The US Cisco Systems company, which makes computing devices that route information across the Internet, has surpassed Microsoft as the world's most valuable company. Its elevation is being seen as a mark of the Internet's emerging status as the dominant force of the new economy. Analysts say Cisco's rise marked a milestone in the ongoing technological revolution. This is the first time an Internet company, a Silicon Valley company or a Californian company has risen to the top of the global heap, joining the ranks of such behemoths of the past as Standard Oil, General Motors, IBM and, most recently, Microsoft, the software giant that defined the age of the personal computer. The core of Cisco's business is making routers, which are devices that look at each piece of information that flows across computer networks and route the information toward its proper destination. The devices are found at the junctions of networks, making the routers the main building blocks of the information infrastructure.
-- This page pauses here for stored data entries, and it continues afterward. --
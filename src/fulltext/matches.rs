//! Match sets.
//!
//! A text node satisfies a full-text expression when its match set is not
//! empty. A match is a list of string matches, one per query term that
//! contributed to it. Scan evaluation and index evaluation build match sets
//! with the functions below, from token positions obtained either by
//! tokenizing the text or by reading index postings.

use crate::fulltext::expr::WordsMode;
use crate::fulltext::options::FtOptions;
use crate::fulltext::position::PositionFilter;

/// A query term found in a text node.
#[derive(Debug, Clone, Copy, PartialEq, Eq, Hash)]
pub struct StringMatch {
    /// Position of the term in the query, counted over the whole expression.
    pub query_pos: u32,
    /// First token position covered.
    pub start: u32,
    /// Last token position covered.
    pub end: u32,
}

impl StringMatch {
    pub fn new(query_pos: u32, start: u32, end: u32) -> Self {
        StringMatch {
            query_pos,
            start,
            end,
        }
    }
}

/// One way a text node satisfies an expression.
#[derive(Debug, Clone, Default, PartialEq, Eq)]
pub struct FtMatch {
    pub strings: Vec<StringMatch>,
}

impl FtMatch {
    /// A match made of one string match.
    pub fn single(string: StringMatch) -> Self {
        FtMatch {
            strings: vec![string],
        }
    }

    /// A match that covers no token. Produced by negation.
    pub fn empty() -> Self {
        FtMatch::default()
    }

    /// Concatenation of two matches.
    pub fn concat(&self, other: &FtMatch) -> FtMatch {
        let mut strings = Vec::with_capacity(self.strings.len() + other.strings.len());
        strings.extend_from_slice(&self.strings);
        strings.extend_from_slice(&other.strings);
        FtMatch { strings }
    }

    /// Whether the string matches occur in query order.
    pub fn is_ordered(&self) -> bool {
        let mut strings = self.strings.clone();
        strings.sort_by_key(|s| (s.query_pos, s.start));
        strings.windows(2).all(|pair| pair[0].start <= pair[1].start)
    }

    /// Whether every gap between consecutive string matches, in text order,
    /// lies within `[min, max]` tokens.
    pub fn within_distance(&self, min: u32, max: u32) -> bool {
        let mut strings = self.strings.clone();
        strings.sort_by_key(|s| (s.start, s.end));
        strings.windows(2).all(|pair| {
            let gap = i64::from(pair[1].start) - i64::from(pair[0].end) - 1;
            let gap = gap.max(0) as u64;
            u64::from(min) <= gap && gap <= u64::from(max)
        })
    }

    /// Whether all string matches fit into `size` consecutive tokens.
    pub fn within_window(&self, size: u32) -> bool {
        let start = self.strings.iter().map(|s| s.start).min();
        let end = self.strings.iter().map(|s| s.end).max();
        match (start, end) {
            (Some(start), Some(end)) => u64::from(end - start) < u64::from(size),
            _ => true,
        }
    }

    fn spans(&self) -> impl Iterator<Item = (u32, u32)> + '_ {
        self.strings.iter().map(|s| (s.start, s.end))
    }
}

/// Matches of a words selection.
///
/// `occurrences[i]` holds the ascending token positions of query term `i`
/// inside one text node; `base` is the query position of the first term.
pub fn words_matches(occurrences: &[Vec<u32>], mode: WordsMode, base: u32) -> Vec<FtMatch> {
    if occurrences.is_empty() {
        return Vec::new();
    }
    match mode {
        WordsMode::Any => {
            let mut matches: Vec<FtMatch> = occurrences
                .iter()
                .enumerate()
                .flat_map(|(term, positions)| {
                    positions.iter().map(move |&pos| {
                        FtMatch::single(StringMatch::new(base + term as u32, pos, pos))
                    })
                })
                .collect();
            matches.sort_by_key(|m| m.strings.first().map(|s| (s.start, s.query_pos)));
            matches
        }
        WordsMode::All => {
            let mut matches = vec![FtMatch::empty()];
            for (term, positions) in occurrences.iter().enumerate() {
                let strings: Vec<FtMatch> = positions
                    .iter()
                    .map(|&pos| FtMatch::single(StringMatch::new(base + term as u32, pos, pos)))
                    .collect();
                matches = and(&matches, &strings);
                if matches.is_empty() {
                    break;
                }
            }
            matches
        }
        WordsMode::Phrase => {
            let last = occurrences.len() as u32 - 1;
            occurrences[0]
                .iter()
                .filter(|&&start| {
                    occurrences
                        .iter()
                        .enumerate()
                        .skip(1)
                        .all(|(k, positions)| positions.binary_search(&(start + k as u32)).is_ok())
                })
                .map(|&start| FtMatch::single(StringMatch::new(base, start, start + last)))
                .collect()
        }
    }
}

/// Pairwise concatenation of two match sets.
pub fn and(left: &[FtMatch], right: &[FtMatch]) -> Vec<FtMatch> {
    left.iter()
        .flat_map(|l| right.iter().map(move |r| l.concat(r)))
        .collect()
}

/// Drop every match violating the positional constraints of `options` or
/// the position filter.
pub fn filter(
    matches: &mut Vec<FtMatch>,
    options: &FtOptions,
    position: PositionFilter,
    token_count: u32,
) {
    if !options.has_constraints() && position.is_any() {
        return;
    }
    matches.retain(|m| {
        (!options.is_ordered() || m.is_ordered())
            && options
                .distance
                .is_none_or(|d| m.within_distance(d.min, d.max))
            && options.window.is_none_or(|size| m.within_window(size))
            && position.accepts(m.spans(), token_count)
    });
}

#[cfg(test)]
mod tests {
    use super::*;

    fn positions(m: &FtMatch) -> Vec<(u32, u32)> {
        m.strings.iter().map(|s| (s.query_pos, s.start)).collect()
    }

    #[test]
    fn test_any() {
        let matches = words_matches(&[vec![3], vec![0, 5]], WordsMode::Any, 0);
        let starts: Vec<_> = matches.iter().map(|m| m.strings[0].start).collect();
        assert_eq!(starts, vec![0, 3, 5]);
        assert!(words_matches(&[vec![], vec![]], WordsMode::Any, 0).is_empty());
    }

    #[test]
    fn test_all_is_cartesian() {
        let matches = words_matches(&[vec![1, 4], vec![2]], WordsMode::All, 10);
        assert_eq!(matches.len(), 2);
        assert_eq!(positions(&matches[0]), vec![(10, 1), (11, 2)]);
        assert_eq!(positions(&matches[1]), vec![(10, 4), (11, 2)]);
        assert!(words_matches(&[vec![1], vec![]], WordsMode::All, 0).is_empty());
    }

    #[test]
    fn test_phrase() {
        let matches = words_matches(&[vec![0, 4], vec![1, 7], vec![2]], WordsMode::Phrase, 0);
        assert_eq!(matches, vec![FtMatch::single(StringMatch::new(0, 0, 2))]);
        assert!(words_matches(&[vec![4], vec![3]], WordsMode::Phrase, 0).is_empty());
    }

    #[test]
    fn test_ordered_filter() {
        let mut matches = vec![
            FtMatch::single(StringMatch::new(0, 1, 1)).concat(&FtMatch::single(StringMatch::new(1, 3, 3))),
            FtMatch::single(StringMatch::new(0, 5, 5)).concat(&FtMatch::single(StringMatch::new(1, 3, 3))),
        ];
        filter(
            &mut matches,
            &FtOptions::new().with_ordered(true),
            PositionFilter::Any,
            6,
        );
        assert_eq!(matches.len(), 1);
        assert_eq!(matches[0].strings[0].start, 1);
    }

    #[test]
    fn test_distance_and_window() {
        let m = FtMatch::single(StringMatch::new(0, 2, 2)).concat(&FtMatch::single(StringMatch::new(1, 5, 5)));
        assert!(m.within_distance(2, 2));
        assert!(!m.within_distance(0, 1));
        assert!(m.within_window(4));
        assert!(!m.within_window(3));
        assert!(FtMatch::empty().within_window(1));
    }

    #[test]
    fn test_position_filter_applies() {
        let mut matches = words_matches(&[vec![0, 3]], WordsMode::Any, 0);
        filter(&mut matches, &FtOptions::new(), PositionFilter::End, 4);
        assert_eq!(matches.len(), 1);
        assert_eq!(matches[0].strings[0].start, 3);
    }
}
//! Token normalization: case folding, diacritics stripping and stemming.
//!
//! A [`Normalizer`] is built from resolved full-text options. The index
//! builds one from its build-time options; the scan evaluator builds a
//! document-side and a query-side one from the query's options.
//!
//! # Examples
//!
//! ```
//! use glaive::analysis::normalize::{CaseFold, Normalizer};
//!
//! let normalizer = Normalizer::new(CaseFold::Lower, true, None);
//! assert_eq!(normalizer.normalize("Résumé"), "resume");
//! ```

use ahash::AHashMap;
use lazy_static::lazy_static;

use crate::analysis::stemmer::Stemmer;
use crate::analysis::token::Token;
use crate::analysis::tokenizer::{Tokenizer, UnicodeWordTokenizer};
use crate::error::Result;

/// Pairs of accented characters and their unaccented replacement.
const DIACRITICS_TABLE: &[(char, &str)] = &[
    ('À', "A"), ('Á', "A"), ('Â', "A"), ('Ã', "A"), ('Ä', "A"), ('Å', "A"), ('Æ', "AE"),
    ('Ç', "C"), ('È', "E"), ('É', "E"), ('Ê', "E"), ('Ë', "E"), ('Ì', "I"), ('Í', "I"),
    ('Î', "I"), ('Ï', "I"), ('Ð', "D"), ('Ñ', "N"), ('Ò', "O"), ('Ó', "O"), ('Ô', "O"),
    ('Õ', "O"), ('Ö', "O"), ('Ø', "O"), ('Ù', "U"), ('Ú', "U"), ('Û', "U"), ('Ü', "U"),
    ('Ý', "Y"), ('Þ', "TH"), ('ß', "ss"), ('à', "a"), ('á', "a"), ('â', "a"), ('ã', "a"),
    ('ä', "a"), ('å', "a"), ('æ', "ae"), ('ç', "c"), ('è', "e"), ('é', "e"), ('ê', "e"),
    ('ë', "e"), ('ì', "i"), ('í', "i"), ('î', "i"), ('ï', "i"), ('ð', "d"), ('ñ', "n"),
    ('ò', "o"), ('ó', "o"), ('ô', "o"), ('õ', "o"), ('ö', "o"), ('ø', "o"), ('ù', "u"),
    ('ú', "u"), ('û', "u"), ('ü', "u"), ('ý', "y"), ('þ', "th"), ('ÿ', "y"), ('Ā', "A"),
    ('ā', "a"), ('Ă', "A"), ('ă', "a"), ('Ą', "A"), ('ą', "a"), ('Ć', "C"), ('ć', "c"),
    ('Č', "C"), ('č', "c"), ('Ď', "D"), ('ď', "d"), ('Đ', "D"), ('đ', "d"), ('Ē', "E"),
    ('ē', "e"), ('Ę', "E"), ('ę', "e"), ('Ě', "E"), ('ě', "e"), ('Ğ', "G"), ('ğ', "g"),
    ('Ī', "I"), ('ī', "i"), ('İ', "I"), ('ı', "i"), ('Ł', "L"), ('ł', "l"), ('Ń', "N"),
    ('ń', "n"), ('Ň', "N"), ('ň', "n"), ('Ō', "O"), ('ō', "o"), ('Ő', "O"), ('ő', "o"),
    ('Œ', "OE"), ('œ', "oe"), ('Ř', "R"), ('ř', "r"), ('Ś', "S"), ('ś', "s"), ('Ş', "S"),
    ('ş', "s"), ('Š', "S"), ('š', "s"), ('Ţ', "T"), ('ţ', "t"), ('Ť', "T"), ('ť', "t"),
    ('Ū', "U"), ('ū', "u"), ('Ů', "U"), ('ů', "u"), ('Ű', "U"), ('ű', "u"), ('Ÿ', "Y"),
    ('Ź', "Z"), ('ź', "z"), ('Ż', "Z"), ('ż', "z"), ('Ž', "Z"), ('ž', "z"),
];

lazy_static! {
    static ref DIACRITICS: AHashMap<char, &'static str> = DIACRITICS_TABLE.iter().copied().collect();
}

/// Remove diacritics from `text`. Combining marks are dropped, precomposed
/// Latin letters are mapped to their base letters.
pub fn fold_diacritics(text: &str) -> String {
    let mut folded = String::with_capacity(text.len());
    for c in text.chars() {
        if ('\u{0300}'..='\u{036f}').contains(&c) {
            continue;
        }
        match DIACRITICS.get(&c) {
            Some(replacement) => folded.push_str(replacement),
            None => folded.push(c),
        }
    }
    folded
}

/// How a normalizer treats letter case.
#[derive(Debug, Clone, Copy, PartialEq, Eq)]
pub enum CaseFold {
    /// Keep the token as written.
    Keep,
    /// Lowercase the token.
    Lower,
    /// Uppercase the token.
    Upper,
}

impl CaseFold {
    fn apply(self, text: &str) -> String {
        match self {
            CaseFold::Keep => text.to_string(),
            CaseFold::Lower => text.to_lowercase(),
            CaseFold::Upper => text.to_uppercase(),
        }
    }
}

/// Per-token normalization pipeline.
#[derive(Debug)]
pub struct Normalizer {
    case: CaseFold,
    strip_diacritics: bool,
    stemmer: Option<Box<dyn Stemmer>>,
}

impl Normalizer {
    /// Create a normalizer. `stemmer` is `None` when stemming is off.
    pub fn new(case: CaseFold, strip_diacritics: bool, stemmer: Option<Box<dyn Stemmer>>) -> Self {
        Normalizer {
            case,
            strip_diacritics,
            stemmer,
        }
    }

    /// The case folding applied by this normalizer.
    pub fn case(&self) -> CaseFold {
        self.case
    }

    /// Normalize a single word: case, then diacritics, then stemming.
    pub fn normalize(&self, word: &str) -> String {
        let word = self.fold(word);
        match &self.stemmer {
            Some(stemmer) => stemmer.stem(&word),
            None => word,
        }
    }

    /// Normalize a wildcard pattern. Patterns are case and diacritics folded
    /// but never stemmed.
    pub fn normalize_pattern(&self, pattern: &str) -> String {
        self.fold(pattern)
    }

    /// Tokenize `text` on word boundaries and normalize every token.
    pub fn tokens(&self, text: &str) -> Result<Vec<Token>> {
        Ok(UnicodeWordTokenizer::new()
            .tokenize(text)?
            .map(|token| {
                let text = self.normalize(&token.text);
                token.with_text(text)
            })
            .collect())
    }

    fn fold(&self, text: &str) -> String {
        let cased = self.case.apply(text);
        if self.strip_diacritics {
            fold_diacritics(&cased)
        } else {
            cased
        }
    }
}

#[cfg(test)]
mod tests {
    use super::*;
    use crate::analysis::stemmer::SuffixStemmer;

    #[test]
    fn test_fold_diacritics() {
        assert_eq!(fold_diacritics("café"), "cafe");
        assert_eq!(fold_diacritics("Ærø"), "AEro");
        assert_eq!(fold_diacritics("Stra\u{00df}e"), "Strasse");
        assert_eq!(fold_diacritics("e\u{0301}te\u{0301}"), "ete");
        assert_eq!(fold_diacritics("plain"), "plain");
    }

    #[test]
    fn test_case_folds() {
        let keep = Normalizer::new(CaseFold::Keep, false, None);
        let lower = Normalizer::new(CaseFold::Lower, false, None);
        let upper = Normalizer::new(CaseFold::Upper, false, None);
        assert_eq!(keep.normalize("MiXed"), "MiXed");
        assert_eq!(lower.normalize("MiXed"), "mixed");
        assert_eq!(upper.normalize("MiXed"), "MIXED");
        assert_eq!(upper.case(), CaseFold::Upper);
    }

    #[test]
    fn test_stemming_after_folding() {
        let normalizer = Normalizer::new(CaseFold::Lower, true, Some(Box::new(SuffixStemmer::new())));
        assert_eq!(normalizer.normalize("Cafés"), "caf");
        assert_eq!(normalizer.normalize("Running"), "runn");
        assert_eq!(normalizer.normalize_pattern("Cafés.*"), "cafes.*");
    }

    #[test]
    fn test_tokens() {
        let normalizer = Normalizer::new(CaseFold::Lower, false, None);
        let tokens = normalizer.tokens("The Quick, brown fox").unwrap();
        let texts: Vec<_> = tokens.iter().map(|t| t.text.as_str()).collect();
        assert_eq!(texts, vec!["the", "quick", "brown", "fox"]);
        assert_eq!(tokens[3].position, 3);
    }
}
Analysts described Cisco's move upward as part of an inexorable evolution in technology in which influence has begun to shift away from the companies that created the personal computer, and toward companies that are powering the global networks of the future.
Finance professor Mr Tim Campbell at the University of Southern California said there was a powerful message about the new economy embedded in the simplistic statistic of the two companies' market capitalisation.
In the past, a company's stature was often based on its annual revenues. But in the go-go technology revolution, market capitalisation, which measures investors' perceptions of a company's future, often carries more weight.